The changing dynamics of the debt markets have resulted in greater efficiencies for the types of leverage available for mid-market private equity investments. Specifically, private equity funds now have greater opportunities to economically finance and refinance mid-market investments in whole or in part with high yield debt securities, as well as with mezzanine loans.
Historically the high yield market has demanded that inaugural issuance sizes exceed $300 million in aggregate principal amount, making the high yield market either inaccessible or inefficient for most mid-market private equity funds and their portfolio companies. In a search for more meaningful yields, however, high yield investors are accepting more illiquid issuances without substantial incremental cost. For example, in the last 16 months, 46 first-time high yield issuers accessed the market with offering sizes between $75 million and $300 million. The issuers have raised total proceeds of $9.6 billion to finance acquisitions (thereby reducing required equity investments), refinance existing indebtedness and fund dividend recaps and other corporate uses.
High yield debt securities and traditional mezzanine loans present different opportunities for those in search of leverage beyond what traditional senior lenders are willing to provide or on different terms. While both offer longer maturities and lighter covenants than traditional senior loans, they have several distinguishing features and different execution. High yield debt currently offers highly competitive pricing in the present low interest environment with no equity kickers, no financial or maintenance covenants, relatively looser negative covenants and lenient events of default. A number of high yield investors typically take an allocation of deals intermediated by DCM bankers, rather than a single or few funds handling the transaction directly.
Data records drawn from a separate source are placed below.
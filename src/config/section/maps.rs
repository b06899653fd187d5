//! `[maps]` and `[trips]` section configuration.
//!
//! # Example
//!
//! ```toml
//! [maps]
//! api_key_env = "MAPS_API_KEY"
//! width = 560
//! height = 630
//! padding = 48
//!
//! [trips]
//! endpoint = "https://api.example.com/v1"
//! preferences = "trip-preferences.json"
//! ```

use std::path::PathBuf;

use serde::{Deserialize, Serialize};

/// Static map and directions API settings.
#[derive(Debug, Clone, Serialize, Deserialize)]
#[serde(default)]
pub struct MapsConfig {
    /// Environment variable holding the maps API key.
    pub api_key_env: String,
    pub static_map_endpoint: String,
    pub directions_endpoint: String,
    /// Map panel size in pixels.
    pub width: u32,
    pub height: u32,
    /// Inset kept free around the fitted route.
    pub padding: u32,
}

impl Default for MapsConfig {
    fn default() -> Self {
        Self {
            api_key_env: "MAPS_API_KEY".into(),
            static_map_endpoint: "https://maps.googleapis.com/maps/api/staticmap".into(),
            directions_endpoint: "https://maps.googleapis.com/maps/api/directions/json".into(),
            width: 560,
            height: 630,
            padding: 48,
        }
    }
}

impl MapsConfig {
    /// The API key, if the configured variable is set and non-empty.
    pub fn api_key(&self) -> Option<String> {
        std::env::var(&self.api_key_env)
            .ok()
            .filter(|k| !k.trim().is_empty())
    }
}

/// Shared-trip document store and preference store locations.
#[derive(Debug, Clone, Default, Serialize, Deserialize)]
#[serde(default)]
pub struct TripsConfig {
    pub endpoint: Option<String>,
    pub preferences: Option<PathBuf>,
}
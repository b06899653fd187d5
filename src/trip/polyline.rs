//! Encoded polyline algorithm format (precision 1e5).

use super::geo::LatLng;

const PRECISION: f64 = 1e5;

pub fn encode(points: &[LatLng]) -> String {
    let mut out = String::new();
    let (mut prev_lat, mut prev_lng) = (0i64, 0i64);

    for p in points {
        let lat = scaled(p.lat);
        let lng = scaled(p.lng);
        encode_value(lat - prev_lat, &mut out);
        encode_value(lng - prev_lng, &mut out);
        prev_lat = lat;
        prev_lng = lng;
    }
    out
}

/// Decode an encoded polyline. Returns `None` on truncated or invalid input.
pub fn decode(encoded: &str) -> Option<Vec<LatLng>> {
    let bytes = encoded.as_bytes();
    let mut points = Vec::new();
    let (mut lat, mut lng) = (0i64, 0i64);
    let mut i = 0;

    while i < bytes.len() {
        lat += decode_value(bytes, &mut i)?;
        lng += decode_value(bytes, &mut i)?;
        points.push(LatLng::new(lat as f64 / PRECISION, lng as f64 / PRECISION));
    }
    Some(points)
}

#[allow(clippy::cast_possible_truncation)]
fn scaled(v: f64) -> i64 {
    (v * PRECISION).round() as i64
}

fn encode_value(value: i64, out: &mut String) {
    let mut v = if value < 0 { !(value << 1) } else { value << 1 };
    while v >= 0x20 {
        out.push(char::from((0x20 | (v & 0x1f)) as u8 + 63));
        v >>= 5;
    }
    out.push(char::from(v as u8 + 63));
}

fn decode_value(bytes: &[u8], i: &mut usize) -> Option<i64> {
    let mut result = 0i64;
    let mut shift = 0;
    loop {
        let b = i64::from(bytes.get(*i)?.checked_sub(63)?);
        *i += 1;
        result |= (b & 0x1f) << shift;
        shift += 5;
        if b < 0x20 {
            break;
        }
        if shift > 60 {
            return None;
        }
    }
    Some(if result & 1 == 1 { !(result >> 1) } else { result >> 1 })
}
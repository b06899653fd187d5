//! MIME type detection for the local asset server and render responses.

use std::path::Path;

/// Common MIME type constants.
pub mod types {
    pub const HTML: &str = "text/html; charset=utf-8";
    pub const PLAIN: &str = "text/plain; charset=utf-8";
    pub const CSS: &str = "text/css; charset=utf-8";
    pub const JSON: &str = "application/json";
    pub const OCTET_STREAM: &str = "application/octet-stream";

    pub const PNG: &str = "image/png";
    pub const JPEG: &str = "image/jpeg";
    pub const GIF: &str = "image/gif";
    pub const WEBP: &str = "image/webp";
    pub const SVG: &str = "image/svg+xml";

    pub const WOFF: &str = "font/woff";
    pub const WOFF2: &str = "font/woff2";
    pub const TTF: &str = "font/ttf";
    pub const OTF: &str = "font/otf";
}

/// Guess MIME type from file extension.
pub fn from_path(path: &Path) -> &'static str {
    from_extension(path.extension().and_then(|e| e.to_str()))
}

/// Guess MIME type from file extension string.
pub fn from_extension(ext: Option<&str>) -> &'static str {
    let ext = ext.map(str::to_ascii_lowercase);
    match ext.as_deref() {
        Some("html" | "htm") => types::HTML,
        Some("css") => types::CSS,
        Some("json") => types::JSON,
        Some("txt") => types::PLAIN,

        Some("png") => types::PNG,
        Some("jpg" | "jpeg") => types::JPEG,
        Some("gif") => types::GIF,
        Some("webp") => types::WEBP,
        Some("svg") => types::SVG,

        Some("woff") => types::WOFF,
        Some("woff2") => types::WOFF2,
        Some("ttf") => types::TTF,
        Some("otf") => types::OTF,

        _ => types::OCTET_STREAM,
    }
}

/// Check if the MIME type names a font file.
pub fn is_font(mime: &str) -> bool {
    mime.starts_with("font/")
}
//! `[serve]` section configuration.
//!
//! Settings for the on-demand render server.
//!
//! # Example
//!
//! ```toml
//! [serve]
//! interface = "127.0.0.1"                 # Network interface
//! port = 5280                             # HTTP port number
//! origin = "https://cdn.example.com"      # Where fonts and blog images are fetched from
//! ```

use std::net::{IpAddr, Ipv4Addr};

use serde::{Deserialize, Serialize};

/// On-demand render server settings.
#[derive(Debug, Clone, Serialize, Deserialize)]
#[serde(default)]
pub struct ServeConfig {
    /// Network interface to bind.
    /// - `127.0.0.1` (default): localhost only
    /// - `0.0.0.0`: all interfaces
    pub interface: IpAddr,

    /// HTTP port number.
    pub port: u16,

    /// Origin that serves fonts and raster images for on-demand renders.
    /// Falls back to `site.url` when unset.
    pub origin: Option<String>,
}

impl Default for ServeConfig {
    fn default() -> Self {
        Self {
            interface: IpAddr::V4(Ipv4Addr::new(127, 0, 0, 1)),
            port: 5280,
            origin: None,
        }
    }
}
Mezzanine debt also offers competitive pricing, but with direct execution through a single lender or small group of lenders and a corresponding ability to increase the size of the facility if necessary.
Both markets are continuing to evolve in ways that make them more welcoming to mid-market private equity funds and their portfolio companies. For example traditional mezzanine lenders are increasingly willing to structure transactions to incorporate key features of “private high yield” debt into a new hybrid product. And high yield investors are increasingly willing to invest in issues of smaller size and with less trading liquidity than has historically been the case.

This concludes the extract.